— By BRIAN SMITH
Today is the annual Great American Smokeout, where Americans are encouraged to quit smoking for a day in an attempt to spur more people to quit permanently.
Studies have shown that at any given time, two thirds of all smokers are considering quitting. A quarter will make a serious attempt each year – many as a New Year’s resolution. But just 7 percent will be successful in the first try.
In many cases, it takes something traumatic in a person’s life, such as the loss of a loved one to cancer or other diseases, to get them to stop. Smoking is the No. 1 cause of preventable death in the U.S. but studies show it takes an average of seven attempts before a smoker is actually able to quit.

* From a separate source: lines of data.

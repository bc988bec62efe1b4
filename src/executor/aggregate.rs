//! Group-by and aggregate computation
//!
//! Groups come out in order of first appearance. An empty key list is one
//! implicit group over the whole input, so it yields exactly one row even
//! for empty input.
use std::cmp::Ordering;
use std::collections::HashMap;

use serde_json::{Number, Value};

use super::cancel::CancellationToken;
use super::conditions::{canonical_key, compare_for_sort, to_number};
use super::join::Relation;
use crate::parser::{AggregateFunction, AggregateSpec};
use crate::types::{DatabaseError, Document, RowView};

const CANCEL_CHECK_INTERVAL: usize = 1024;

/// Running state of one aggregate.
///
/// Nulls and absent values are skipped by everything except `count(*)`.
#[derive(Debug, Clone)]
pub(crate) enum Accumulator {
    CountRows(u64),
    CountValues(u64),
    Sum {
        int_sum: Option<i64>,
        float_sum: f64,
        seen: u64,
    },
    Avg {
        sum: f64,
        seen: u64,
    },
    Extreme {
        want: Ordering,
        best: Option<Value>,
    },
}

impl Accumulator {
    /// `counts_rows` selects `count(*)` over `count(field)`
    pub(crate) const fn new(function: AggregateFunction, counts_rows: bool) -> Self {
        match function {
            AggregateFunction::Count if counts_rows => Self::CountRows(0),
            AggregateFunction::Count => Self::CountValues(0),
            AggregateFunction::Sum => Self::Sum {
                int_sum: Some(0),
                float_sum: 0.0,
                seen: 0,
            },
            AggregateFunction::Avg => Self::Avg { sum: 0.0, seen: 0 },
            AggregateFunction::Min => Self::Extreme {
                want: Ordering::Less,
                best: None,
            },
            AggregateFunction::Max => Self::Extreme {
                want: Ordering::Greater,
                best: None,
            },
        }
    }

    pub(crate) fn push(&mut self, value: Option<&Value>) {
        let value = value.filter(|v| !v.is_null());
        match self {
            Self::CountRows(n) => *n += 1,
            Self::CountValues(n) => {
                if value.is_some() {
                    *n += 1;
                }
            }
            Self::Sum {
                int_sum,
                float_sum,
                seen,
            } => {
                let Some(v) = value else { return };
                let Some(f) = to_number(v) else { return };
                *seen += 1;
                *float_sum += f;
                *int_sum = match (*int_sum, v.as_i64()) {
                    (Some(acc), Some(i)) => acc.checked_add(i),
                    _ => None,
                };
            }
            Self::Avg { sum, seen } => {
                if let Some(f) = value.and_then(to_number) {
                    *sum += f;
                    *seen += 1;
                }
            }
            Self::Extreme { want, best } => {
                let Some(v) = value else { return };
                let replace = best
                    .as_ref()
                    .is_none_or(|b| compare_for_sort(Some(v), Some(b)) == *want);
                if replace {
                    *best = Some(v.clone());
                }
            }
        }
    }

    /// Current result; empty sum/avg/min/max are null
    pub(crate) fn value(&self) -> Value {
        match self {
            Self::CountRows(n) | Self::CountValues(n) => Value::from(*n),
            Self::Sum {
                int_sum,
                float_sum,
                seen,
            } => match (seen, int_sum) {
                (0, _) => Value::Null,
                (_, Some(i)) => Value::from(*i),
                (_, None) => float_value(*float_sum),
            },
            Self::Avg { sum, seen } => {
                if *seen == 0 {
                    Value::Null
                } else {
                    float_value(*sum / *seen as f64)
                }
            }
            Self::Extreme { best, .. } => best.clone().unwrap_or(Value::Null),
        }
    }
}

fn float_value(f: f64) -> Value {
    Number::from_f64(f).map_or(Value::Null, Value::Number)
}

struct Group {
    key_values: Vec<Value>,
    accumulators: Vec<Accumulator>,
}

pub struct AggregateExecutor;

impl AggregateExecutor {
    /// One output row per group: the group-by fields (named as written)
    /// followed by each aggregate under its output name
    pub fn aggregate(
        input: &Relation,
        group_by: &[String],
        aggregates: &[AggregateSpec],
        cancel: &CancellationToken,
    ) -> Result<Relation, DatabaseError> {
        for spec in aggregates {
            if spec.function != AggregateFunction::Count && spec.field.is_none() {
                return Err(DatabaseError::InvalidQuery(format!(
                    "{} needs a field",
                    spec.function.name()
                )));
            }
        }

        let fresh = || -> Vec<Accumulator> {
            aggregates
                .iter()
                .map(|s| Accumulator::new(s.function, s.field.is_none()))
                .collect()
        };

        let mut groups: Vec<Group> = Vec::new();
        let mut index: HashMap<Vec<Option<String>>, usize> = HashMap::new();

        if group_by.is_empty() {
            groups.push(Group {
                key_values: Vec::new(),
                accumulators: fresh(),
            });
            index.insert(Vec::new(), 0);
        }

        for i in 0..input.len() {
            cancel.check_every(i, CANCEL_CHECK_INTERVAL)?;
            let row = input.scoped(i);

            let key_values: Vec<Value> = group_by
                .iter()
                .map(|path| row.field(path).cloned().unwrap_or(Value::Null))
                .collect();
            let key: Vec<Option<String>> = key_values.iter().map(canonical_key).collect();

            let slot = match index.get(&key) {
                Some(&slot) => slot,
                None => {
                    groups.push(Group {
                        key_values,
                        accumulators: fresh(),
                    });
                    index.insert(key, groups.len() - 1);
                    groups.len() - 1
                }
            };

            for (acc, spec) in groups[slot].accumulators.iter_mut().zip(aggregates) {
                acc.push(spec.field.as_deref().and_then(|f| row.field(f)));
            }
        }

        let mut columns: Vec<String> = group_by.to_vec();
        columns.extend(aggregates.iter().map(|s| s.output_name().to_string()));

        let rows = groups
            .into_iter()
            .map(|group| {
                let mut doc = Document::new();
                for (name, value) in group_by.iter().zip(group.key_values) {
                    doc.insert(name.clone(), value);
                }
                for (spec, acc) in aggregates.iter().zip(&group.accumulators) {
                    doc.insert(spec.output_name(), acc.value());
                }
                doc
            })
            .collect();

        Ok(Relation::new(rows, columns))
    }
}

#[cfg(test)]
mod tests {
    use super::*;
    use serde_json::json;

    fn rel(values: &[Value]) -> Relation {
        Relation::new(
            values
                .iter()
                .map(|v| Document::from_value(v.clone()).unwrap())
                .collect(),
            Vec::new(),
        )
    }

    fn spec(function: AggregateFunction, field: Option<&str>) -> AggregateSpec {
        AggregateSpec::new(function, field)
    }

    fn run(input: &Relation, group_by: &[&str], aggregates: &[AggregateSpec]) -> Vec<Value> {
        let group_by: Vec<String> = group_by.iter().map(|s| (*s).to_string()).collect();
        AggregateExecutor::aggregate(input, &group_by, aggregates, &CancellationToken::new())
            .unwrap()
            .rows
            .into_iter()
            .map(Document::into_value)
            .collect()
    }

    #[test]
    fn test_group_sum() {
        let input = rel(&[json!({"g": "x", "v": 1}), json!({"g": "x", "v": 3}), json!({"g": "y", "v": 5})]);
        let out = run(&input, &["g"], &[spec(AggregateFunction::Sum, Some("v"))]);
        assert_eq!(out, vec![json!({"g": "x", "sum": 4}), json!({"g": "y", "sum": 5})]);
    }

    #[test]
    fn test_count_star_vs_count_field() {
        let input = rel(&[json!({"v": 1}), json!({"v": null}), json!({})]);
        let mut by_field = spec(AggregateFunction::Count, Some("v"));
        by_field.alias = Some("nonNull".into());
        let out = run(&input, &[], &[spec(AggregateFunction::Count, None), by_field]);
        assert_eq!(out, vec![json!({"count": 3, "nonNull": 1})]);
    }

    #[test]
    fn test_nulls_excluded_from_numeric_aggregates() {
        let input = rel(&[json!({"v": 2}), json!({"v": null}), json!({"v": 4.5}), json!({"w": 1})]);
        let out = run(
            &input,
            &[],
            &[
                spec(AggregateFunction::Sum, Some("v")),
                spec(AggregateFunction::Avg, Some("v")),
                spec(AggregateFunction::Min, Some("v")),
                spec(AggregateFunction::Max, Some("v")),
            ],
        );
        assert_eq!(out, vec![json!({"sum": 6.5, "avg": 3.25, "min": 2, "max": 4.5})]);
    }

    #[test]
    fn test_empty_input_single_implicit_group() {
        let input = rel(&[]);
        let out = run(
            &input,
            &[],
            &[spec(AggregateFunction::Count, None), spec(AggregateFunction::Sum, Some("v"))],
        );
        assert_eq!(out, vec![json!({"count": 0, "sum": null})]);
        assert!(run(&input, &["g"], &[spec(AggregateFunction::Count, None)]).is_empty());
    }

    #[test]
    fn test_null_and_missing_keys_share_a_group() {
        let input = rel(&[json!({"g": null, "v": 1}), json!({"v": 2}), json!({"g": 1, "v": 3}), json!({"g": 1.0, "v": 4})]);
        let out = run(&input, &["g"], &[spec(AggregateFunction::Sum, Some("v"))]);
        assert_eq!(out, vec![json!({"g": null, "sum": 3}), json!({"g": 1, "sum": 7})]);
    }

    #[test]
    fn test_multi_column_keys_stay_distinct() {
        let input = rel(&[
            json!({"a": "x\u{1f}s:y", "b": "z", "v": 1}),
            json!({"a": "x", "b": "y\u{1f}s:z", "v": 2}),
        ]);
        let out = run(&input, &["a", "b"], &[spec(AggregateFunction::Sum, Some("v"))]);
        assert_eq!(out.len(), 2);
        assert_eq!(out[0]["sum"], json!(1));
        assert_eq!(out[1]["sum"], json!(2));
    }

    #[test]
    fn test_sum_without_field_is_invalid() {
        let err = AggregateExecutor::aggregate(
            &rel(&[]),
            &[],
            &[spec(AggregateFunction::Sum, None)],
            &CancellationToken::new(),
        )
        .unwrap_err();
        assert_eq!(err.kind(), "InvalidQuery");
    }

    #[test]
    fn test_min_max_on_strings() {
        let input = rel(&[json!({"s": "pear"}), json!({"s": "apple"}), json!({"s": "zucchini"})]);
        let out = run(
            &input,
            &[],
            &[spec(AggregateFunction::Min, Some("s")), spec(AggregateFunction::Max, Some("s"))],
        );
        assert_eq!(out, vec![json!({"min": "apple", "max": "zucchini"})]);
    }
}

Joe Larson is a smoker who has tried to quit, but said he “hasn’t quite gotten over the hump yet.” Smoking a cigarette while fueling his truck at a local gas station Wednesday, Larson said he began smoking at the age of 12 as a result of peer pressure, and said he has averaged a pack a day for the last 35 years.

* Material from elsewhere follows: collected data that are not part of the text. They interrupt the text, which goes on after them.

use std::collections::HashMap;
use std::sync::Arc;

use parking_lot::RwLock;
use serde::Serialize;
use tracing::warn;

use super::backend::PartitionBackend;
use crate::types::DatabaseError;

const BYTES_PER_MB: f64 = 1024.0 * 1024.0;

/// Supplies a tenant's subscription storage limit
pub trait PlanLimits: Send + Sync {
    fn plan_limit_mb(&self, tenant: &str) -> f64;
}

/// Fixed limits: one default plus per-tenant overrides
#[derive(Debug, Clone)]
pub struct StaticPlanLimits {
    default_mb: f64,
    overrides: HashMap<String, f64>,
}

impl StaticPlanLimits {
    #[must_use]
    pub fn new(default_mb: f64) -> Self {
        Self {
            default_mb,
            overrides: HashMap::new(),
        }
    }

    #[must_use]
    pub fn with_overrides(mut self, overrides: HashMap<String, f64>) -> Self {
        self.overrides = overrides;
        self
    }

    #[must_use]
    pub fn with_tenant(mut self, tenant: impl Into<String>, mb: f64) -> Self {
        self.overrides.insert(tenant.into(), mb);
        self
    }
}

impl PlanLimits for StaticPlanLimits {
    fn plan_limit_mb(&self, tenant: &str) -> f64 {
        self.overrides.get(tenant).copied().unwrap_or(self.default_mb)
    }
}

#[derive(Debug, Clone, PartialEq, Eq, Serialize)]
#[serde(rename_all = "camelCase")]
pub struct QuotaDecision {
    pub allowed: bool,
    pub usage_bytes: u64,
    pub incoming_bytes: u64,
    pub limit_bytes: u64,
    pub reason: Option<String>,
}

#[derive(Debug, Clone, PartialEq, Eq, Serialize)]
#[serde(rename_all = "camelCase")]
pub struct UsageReport {
    pub tenant: String,
    /// Authoritative, freshly summed
    pub usage_bytes: u64,
    /// Possibly stale estimate for display
    pub cached_bytes: u64,
    pub limit_bytes: u64,
}

/// Byte-accurate storage metering per tenant.
///
/// `estimate_usage` and `check_quota` always re-sum every partition; only
/// `display_usage` consults the cache, which writers clear via `invalidate`.
pub struct StorageAccountant {
    backend: Arc<dyn PartitionBackend>,
    limits: Arc<dyn PlanLimits>,
    display_cache: RwLock<HashMap<String, u64>>,
}

impl StorageAccountant {
    pub fn new(backend: Arc<dyn PartitionBackend>, limits: Arc<dyn PlanLimits>) -> Self {
        Self {
            backend,
            limits,
            display_cache: RwLock::new(HashMap::new()),
        }
    }

    /// Sum of serialized document sizes across every partition of the tenant
    pub fn estimate_usage(&self, tenant: &str) -> Result<u64, DatabaseError> {
        Ok(self
            .backend
            .tenant_partitions(tenant)?
            .iter()
            .map(|p| p.data_bytes())
            .sum())
    }

    #[must_use]
    pub fn limit_bytes(&self, tenant: &str) -> u64 {
        let mb = self.limits.plan_limit_mb(tenant).max(0.0);
        (mb * BYTES_PER_MB) as u64
    }

    pub fn check_quota(&self, tenant: &str, incoming_bytes: u64) -> Result<QuotaDecision, DatabaseError> {
        let usage_bytes = self.estimate_usage(tenant)?;
        let limit_bytes = self.limit_bytes(tenant);
        let allowed = usage_bytes.saturating_add(incoming_bytes) <= limit_bytes;

        let reason = if allowed {
            None
        } else {
            warn!(tenant, usage_bytes, incoming_bytes, limit_bytes, "quota denied");
            Some(format!(
                "storage limit of {:.2} MB reached: {usage_bytes} bytes used, {incoming_bytes} bytes requested",
                limit_bytes as f64 / BYTES_PER_MB
            ))
        };

        Ok(QuotaDecision {
            allowed,
            usage_bytes,
            incoming_bytes,
            limit_bytes,
            reason,
        })
    }

    /// Cached estimate for non-blocking display. Never use for gating.
    pub fn display_usage(&self, tenant: &str) -> Result<u64, DatabaseError> {
        if let Some(bytes) = self.display_cache.read().get(tenant) {
            return Ok(*bytes);
        }
        let bytes = self.estimate_usage(tenant)?;
        self.display_cache.write().insert(tenant.to_string(), bytes);
        Ok(bytes)
    }

    pub fn invalidate(&self, tenant: &str) {
        self.display_cache.write().remove(tenant);
    }

    pub fn usage_report(&self, tenant: &str) -> Result<UsageReport, DatabaseError> {
        Ok(UsageReport {
            tenant: tenant.to_string(),
            cached_bytes: self.display_usage(tenant)?,
            usage_bytes: self.estimate_usage(tenant)?,
            limit_bytes: self.limit_bytes(tenant),
        })
    }
}

#[cfg(test)]
mod tests {
    use super::*;
    use crate::storage::MemoryBackend;
    use crate::types::{Document, Partition, TableKey};
    use serde_json::json;

    fn partition_with(tenant: &str, table: &str, docs: &[serde_json::Value]) -> Partition {
        let mut p = Partition::new(TableKey::new(tenant, table).partition(0));
        for d in docs {
            p.push(Document::from_value(d.clone()).unwrap(), 100);
        }
        p
    }

    #[test]
    fn test_usage_sums_serialized_documents() {
        let backend = Arc::new(MemoryBackend::new());
        backend.create(partition_with("a", "x", &[json!({"k": 1})])).unwrap();
        backend.create(partition_with("a", "y", &[json!({"k": "vv"})])).unwrap();
        backend.create(partition_with("b", "x", &[json!({"big": "0123456789"})])).unwrap();

        let acct = StorageAccountant::new(backend, Arc::new(StaticPlanLimits::new(1.0)));
        // {"k":1} = 7 bytes, {"k":"vv"} = 10 bytes
        assert_eq!(acct.estimate_usage("a").unwrap(), 17);
        assert_eq!(acct.estimate_usage("nobody").unwrap(), 0);
    }

    #[test]
    fn test_check_quota_denies_over_limit() {
        let backend = Arc::new(MemoryBackend::new());
        backend.create(partition_with("a", "x", &[json!({"k": 1})])).unwrap();
        // 0.0001 MB = 104 bytes
        let limits = StaticPlanLimits::new(100.0).with_tenant("a", 0.0001);
        let acct = StorageAccountant::new(backend, Arc::new(limits));

        assert!(acct.check_quota("a", 90).unwrap().allowed);
        let denied = acct.check_quota("a", 200).unwrap();
        assert!(!denied.allowed);
        assert_eq!(denied.usage_bytes, 7);
        assert!(denied.reason.unwrap().contains("storage limit"));
    }

    #[test]
    fn test_display_cache_until_invalidated() {
        let backend = Arc::new(MemoryBackend::new());
        let acct = StorageAccountant::new(
            Arc::clone(&backend) as Arc<dyn PartitionBackend>,
            Arc::new(StaticPlanLimits::new(1.0)),
        );
        assert_eq!(acct.display_usage("a").unwrap(), 0);

        backend.create(partition_with("a", "x", &[json!({"k": 1})])).unwrap();
        assert_eq!(acct.display_usage("a").unwrap(), 0);
        assert_eq!(acct.check_quota("a", 0).unwrap().usage_bytes, 7);

        acct.invalidate("a");
        assert_eq!(acct.display_usage("a").unwrap(), 7);
    }
}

Larson says he has “quit” four or five times over the years, trying a nicotine patch or simply going cold turkey, but says his fear of getting fat drives him back to the cigarette.
“Smoking is a bad thing, that’s for sure, but so are the complications from eating too much or drinking, too,” Larson said. “Everyone’s got their vice and this is mine, I guess.”

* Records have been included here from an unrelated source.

//! Window function execution
//!
//! rowNumber, rank, denseRank, lag, lead and running sum/avg/count/min/max,
//! each computed per `partitionBy` group in `orderBy` order. The input rows
//! keep their order; only the computation is sorted.
use std::cmp::Ordering;
use std::collections::HashMap;

use serde_json::Value;

use super::aggregate::Accumulator;
use super::cancel::CancellationToken;
use super::conditions::{canonical_key, compare_for_sort};
use super::join::Relation;
use crate::parser::{AggregateFunction, OrderBy, SortOrder, WindowFunction, WindowSpec};
use crate::types::{DatabaseError, RowView};

pub struct WindowFunctionExecutor;

impl WindowFunctionExecutor {
    /// Compute `spec` for every row and store it under the spec's output name
    pub fn apply(
        relation: &mut Relation,
        spec: &WindowSpec,
        cancel: &CancellationToken,
    ) -> Result<(), DatabaseError> {
        let values = Self::execute(relation, spec, cancel)?;
        let name = spec.output_name().to_string();
        for (row, value) in relation.rows.iter_mut().zip(values) {
            row.insert(name.clone(), value);
        }
        if !relation.columns.contains(&name) {
            relation.columns.push(name);
        }
        Ok(())
    }

    /// One result value per input row, in input order
    pub fn execute(
        relation: &Relation,
        spec: &WindowSpec,
        cancel: &CancellationToken,
    ) -> Result<Vec<Value>, DatabaseError> {
        let needs_field = !matches!(
            spec.function,
            WindowFunction::RowNumber | WindowFunction::Rank | WindowFunction::DenseRank | WindowFunction::Count
        );
        if needs_field && spec.field.is_none() {
            return Err(DatabaseError::InvalidQuery(format!(
                "window function {} needs a field",
                spec.function.name()
            )));
        }

        let mut results = vec![Value::Null; relation.len()];

        for partition in Self::partition_rows(relation, &spec.partition_by) {
            cancel.check()?;
            let sorted = Self::sort_rows(relation, partition, &spec.order_by);

            let partition_results = match spec.function {
                WindowFunction::RowNumber => Self::compute_row_number(&sorted),
                WindowFunction::Rank => Self::compute_rank(relation, &sorted, &spec.order_by, false),
                WindowFunction::DenseRank => Self::compute_rank(relation, &sorted, &spec.order_by, true),
                WindowFunction::Lag => Self::compute_shift(relation, &sorted, spec, false),
                WindowFunction::Lead => Self::compute_shift(relation, &sorted, spec, true),
                WindowFunction::Sum => Self::compute_running(relation, &sorted, spec, AggregateFunction::Sum),
                WindowFunction::Avg => Self::compute_running(relation, &sorted, spec, AggregateFunction::Avg),
                WindowFunction::Count => Self::compute_running(relation, &sorted, spec, AggregateFunction::Count),
                WindowFunction::Min => Self::compute_running(relation, &sorted, spec, AggregateFunction::Min),
                WindowFunction::Max => Self::compute_running(relation, &sorted, spec, AggregateFunction::Max),
            };

            // Map results back to original row positions
            for (row_idx, value) in sorted.into_iter().zip(partition_results) {
                results[row_idx] = value;
            }
        }

        Ok(results)
    }

    /// Row indexes per partition, partitions in order of first appearance
    fn partition_rows(relation: &Relation, partition_by: &[String]) -> Vec<Vec<usize>> {
        let mut partitions: Vec<Vec<usize>> = Vec::new();
        let mut index: HashMap<Vec<Option<String>>, usize> = HashMap::new();

        for i in 0..relation.len() {
            let row = relation.scoped(i);
            let key: Vec<Option<String>> = partition_by
                .iter()
                .map(|path| row.field(path).and_then(canonical_key))
                .collect();
            match index.get(&key) {
                Some(&slot) => partitions[slot].push(i),
                None => {
                    index.insert(key, partitions.len());
                    partitions.push(vec![i]);
                }
            }
        }
        partitions
    }

    /// Stable sort: ties keep input order
    fn sort_rows(relation: &Relation, mut rows: Vec<usize>, order_by: &[OrderBy]) -> Vec<usize> {
        if !order_by.is_empty() {
            rows.sort_by(|&a, &b| Self::cmp_rows(relation, a, b, order_by));
        }
        rows
    }

    fn cmp_rows(relation: &Relation, a: usize, b: usize, order_by: &[OrderBy]) -> Ordering {
        let (ra, rb) = (relation.scoped(a), relation.scoped(b));
        for key in order_by {
            let cmp = compare_for_sort(ra.field(&key.field), rb.field(&key.field));
            if cmp != Ordering::Equal {
                return if key.direction == SortOrder::Asc { cmp } else { cmp.reverse() };
            }
        }
        Ordering::Equal
    }

    fn compute_row_number(rows: &[usize]) -> Vec<Value> {
        (1..=rows.len()).map(Value::from).collect()
    }

    /// rank leaves gaps after ties, denseRank does not
    fn compute_rank(relation: &Relation, rows: &[usize], order_by: &[OrderBy], dense: bool) -> Vec<Value> {
        let mut results = Vec::with_capacity(rows.len());
        let mut rank = 0usize;
        for (pos, &row) in rows.iter().enumerate() {
            let tied = pos > 0 && Self::cmp_rows(relation, rows[pos - 1], row, order_by) == Ordering::Equal;
            if !tied {
                rank = if dense { rank + 1 } else { pos + 1 };
            }
            results.push(Value::from(rank));
        }
        results
    }

    /// lag (`forward == false`) or lead by `offset` rows
    fn compute_shift(relation: &Relation, rows: &[usize], spec: &WindowSpec, forward: bool) -> Vec<Value> {
        let field = spec.field.as_deref().unwrap_or_default();
        let offset = spec.offset.unwrap_or(1);
        let fallback = spec.default.clone().unwrap_or(Value::Null);

        (0..rows.len())
            .map(|pos| {
                let target = if forward {
                    pos.checked_add(offset).filter(|t| *t < rows.len())
                } else {
                    pos.checked_sub(offset)
                };
                target
                    .and_then(|t| relation.scoped(rows[t]).field(field).cloned())
                    .unwrap_or_else(|| fallback.clone())
            })
            .collect()
    }

    /// Cumulative aggregate in window order; rows tied on the order keys share
    /// the value at the end of their peer group. No order means the whole
    /// partition.
    fn compute_running(
        relation: &Relation,
        rows: &[usize],
        spec: &WindowSpec,
        function: AggregateFunction,
    ) -> Vec<Value> {
        let field = spec.field.as_deref();
        let mut acc = Accumulator::new(function, field.is_none());

        if spec.order_by.is_empty() {
            for &row in rows {
                acc.push(field.and_then(|f| relation.scoped(row).lookup(f)));
            }
            return vec![acc.value(); rows.len()];
        }

        let mut results = vec![Value::Null; rows.len()];
        let mut start = 0;
        while start < rows.len() {
            let mut end = start;
            while end < rows.len()
                && Self::cmp_rows(relation, rows[start], rows[end], &spec.order_by) == Ordering::Equal
            {
                acc.push(field.and_then(|f| relation.scoped(rows[end]).lookup(f)));
                end += 1;
            }
            let value = acc.value();
            for slot in &mut results[start..end] {
                *slot = value.clone();
            }
            start = end;
        }
        results
    }
}

#[cfg(test)]
mod tests {
    use super::*;
    use crate::types::Document;
    use serde_json::json;

    fn rel(values: &[Value]) -> Relation {
        Relation::new(
            values
                .iter()
                .map(|v| Document::from_value(v.clone()).unwrap())
                .collect(),
            Vec::new(),
        )
    }

    fn run(relation: &Relation, spec: &WindowSpec) -> Vec<Value> {
        WindowFunctionExecutor::execute(relation, spec, &CancellationToken::new()).unwrap()
    }

    fn scores() -> Relation {
        rel(&[
            json!({"team": "a", "score": 10}),
            json!({"team": "b", "score": 7}),
            json!({"team": "a", "score": 30}),
            json!({"team": "a", "score": 10}),
            json!({"team": "b", "score": 9}),
        ])
    }

    #[test]
    fn test_row_number_partitioned() {
        let mut spec = WindowSpec::new(WindowFunction::RowNumber);
        spec.partition_by = vec!["team".into()];
        spec.order_by = vec![OrderBy::desc("score")];
        assert_eq!(run(&scores(), &spec), vec![json!(2), json!(2), json!(1), json!(3), json!(1)]);
    }

    #[test]
    fn test_rank_and_dense_rank_with_ties() {
        let mut spec = WindowSpec::new(WindowFunction::Rank);
        spec.order_by = vec![OrderBy::asc("score")];
        // sorted: 7, 9, 10, 10, 30
        assert_eq!(run(&scores(), &spec), vec![json!(3), json!(1), json!(5), json!(3), json!(2)]);

        spec.function = WindowFunction::DenseRank;
        assert_eq!(run(&scores(), &spec), vec![json!(3), json!(1), json!(4), json!(3), json!(2)]);
    }

    #[test]
    fn test_ties_keep_input_order() {
        let mut spec = WindowSpec::new(WindowFunction::RowNumber);
        spec.order_by = vec![OrderBy::asc("score")];
        let out = run(&scores(), &spec);
        // The two 10s keep input order: index 0 before index 3
        assert_eq!(out[0], json!(3));
        assert_eq!(out[3], json!(4));
    }

    #[test]
    fn test_lag_and_lead() {
        let mut spec = WindowSpec::new(WindowFunction::Lag);
        spec.field = Some("score".into());
        spec.partition_by = vec!["team".into()];
        assert_eq!(run(&scores(), &spec), vec![Value::Null, Value::Null, json!(10), json!(30), json!(7)]);

        spec.function = WindowFunction::Lead;
        spec.default = Some(json!(0));
        assert_eq!(run(&scores(), &spec), vec![json!(30), json!(9), json!(10), json!(0), json!(0)]);
    }

    #[test]
    fn test_running_sum_shares_value_across_peers() {
        let mut spec = WindowSpec::new(WindowFunction::Sum);
        spec.field = Some("score".into());
        spec.order_by = vec![OrderBy::asc("score")];
        // 7 -> 7, 9 -> 16, 10,10 -> 36, 30 -> 66
        assert_eq!(run(&scores(), &spec), vec![json!(36), json!(7), json!(66), json!(36), json!(16)]);
    }

    #[test]
    fn test_running_sum_over_qualified_field() {
        let relation = scores().with_alias("s");
        let mut spec = WindowSpec::new(WindowFunction::Sum);
        spec.field = Some("s.score".into());
        spec.partition_by = vec!["s.team".into()];
        spec.order_by = vec![OrderBy::asc("s.score")];
        assert_eq!(run(&relation, &spec), vec![json!(20), json!(7), json!(50), json!(20), json!(16)]);

        spec.order_by.clear();
        assert_eq!(run(&relation, &spec), vec![json!(50), json!(16), json!(50), json!(50), json!(16)]);
    }

    #[test]
    fn test_aggregate_without_order_covers_partition() {
        let mut spec = WindowSpec::new(WindowFunction::Max);
        spec.field = Some("score".into());
        spec.partition_by = vec!["team".into()];
        assert_eq!(run(&scores(), &spec), vec![json!(30), json!(9), json!(30), json!(30), json!(9)]);

        let count = WindowSpec::new(WindowFunction::Count);
        assert_eq!(run(&scores(), &count), vec![json!(5); 5]);
    }

    #[test]
    fn test_apply_preserves_row_order() {
        let mut relation = scores();
        let mut spec = WindowSpec::new(WindowFunction::RowNumber);
        spec.order_by = vec![OrderBy::desc("score")];
        spec.alias = Some("pos".into());
        WindowFunctionExecutor::apply(&mut relation, &spec, &CancellationToken::new()).unwrap();

        let teams: Vec<&Value> = relation.rows.iter().map(|r| r.get("team").unwrap()).collect();
        assert_eq!(teams, vec![&json!("a"), &json!("b"), &json!("a"), &json!("a"), &json!("b")]);
        assert_eq!(relation.rows[2].get("pos"), Some(&json!(1)));
        assert!(relation.columns.contains(&"pos".to_string()));
    }

    #[test]
    fn test_lag_without_field_is_invalid() {
        let spec = WindowSpec::new(WindowFunction::Lag);
        let err = WindowFunctionExecutor::execute(&scores(), &spec, &CancellationToken::new()).unwrap_err();
        assert_eq!(err.kind(), "InvalidQuery");
    }
}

Lee Ann Adams gives praise to God for helping her quit smoking.
“It was about eight or 10 years ago and I was listening to a guest speaker at Bethany Fellowship Church saying how the body is a temple of the Holy Spirit, which I had heard before,” Adams recalled. “Something clicked at that moment, though, and I got the cigarettes out of my purse, raised them above my head and threw them down on the ground at the speaker’s feet.”
Adams said her action made her she felt humiliated at the time, but she said it did the trick. Through the grace of God and a simple water bottle she began to substitute for her cigarette, she said she was able to quit cold turkey.
Adams admits it wasn’t easy, saying there were times she cried.
“I don’t know if the bottle provided the hand-lip coordination or if the water was filling me up, but I have not had a cigarette since then,” Adams said. “I called to the name of Jesus and he answered.”
Adams also says she has not put on one pound since quitting. Quitting smoking also gave her the courage to give up caffeinated beverages at the same time. She admits to falling off the wagon with coffee, but insists that she drinks only decaf or a split to cut down the caffeine.
“I look back and think to myself, ‘How could something that small have so much power in my life?’” Adams said. “I’m to the point where even secondhand smoke will give me a headache after a few minutes. I wonder what the regular smoke had been doing to my body all those years.”
Bill Mallory said he needed some incentive to quit smoking ... and got it in a most unlikely place.
“I quit smoking in 1991 after TXU offered all of us smokers incentives to quit smoking,” Mallory, who was a mechanic for the company, said. “We were given the option of using hypnosis or a patch, which you needed a prescription for back then.”
He said by the second week on the patch it got easier and said all cravings for a cigarette after 33 years went away after about six months.
“If you’re going to do it, you have to make the effort,” Mallory said. “You have to get rid of all the ashtrays and other things that remind you of smoking as well.”
Mallory said he began smoking in eighth grade in 1958 because it was the “in thing” to do at the time. He admitted he previously tried three or four times to quit smoking over the years but said it wasn’t until the incentives were there that he took the leap of faith.
“About that time, a lot of buildings were becoming smoke free, including the ones at TXU,” Mallory said. “It was just time for me.”
Texas Tech University’s Lee Cohen, a smoking cessation expert and clinical psychologist, says cigarettes are a legalized drug and quitting is never easy.
“Quitting any addictive drug is complicated. Quitting smoking is even more so because it’s a legal drug,” Cohen stated in an e-mail. “It’s associated with so many things. Smokers often wonder, ‘What am I going to do with all this extra time? How am I going to drink my coffee without a cigarette? How am I going to eat my meal without a cigarette?’ It’s part of everything they do, which makes quitting more difficult.”
Simply putting on a patch in an attempt to quit will yield mixed results, he said.
“It’s standard to offer smokers medication, but medication alone won’t be enough,” Cohen said.
“It’s not as simple as just slipping on a patch. People should get into a group with people they can talk to. It’s interesting how someone who tries and fails numerous times can be very successful when they’re talking to people who understand what they are going through.”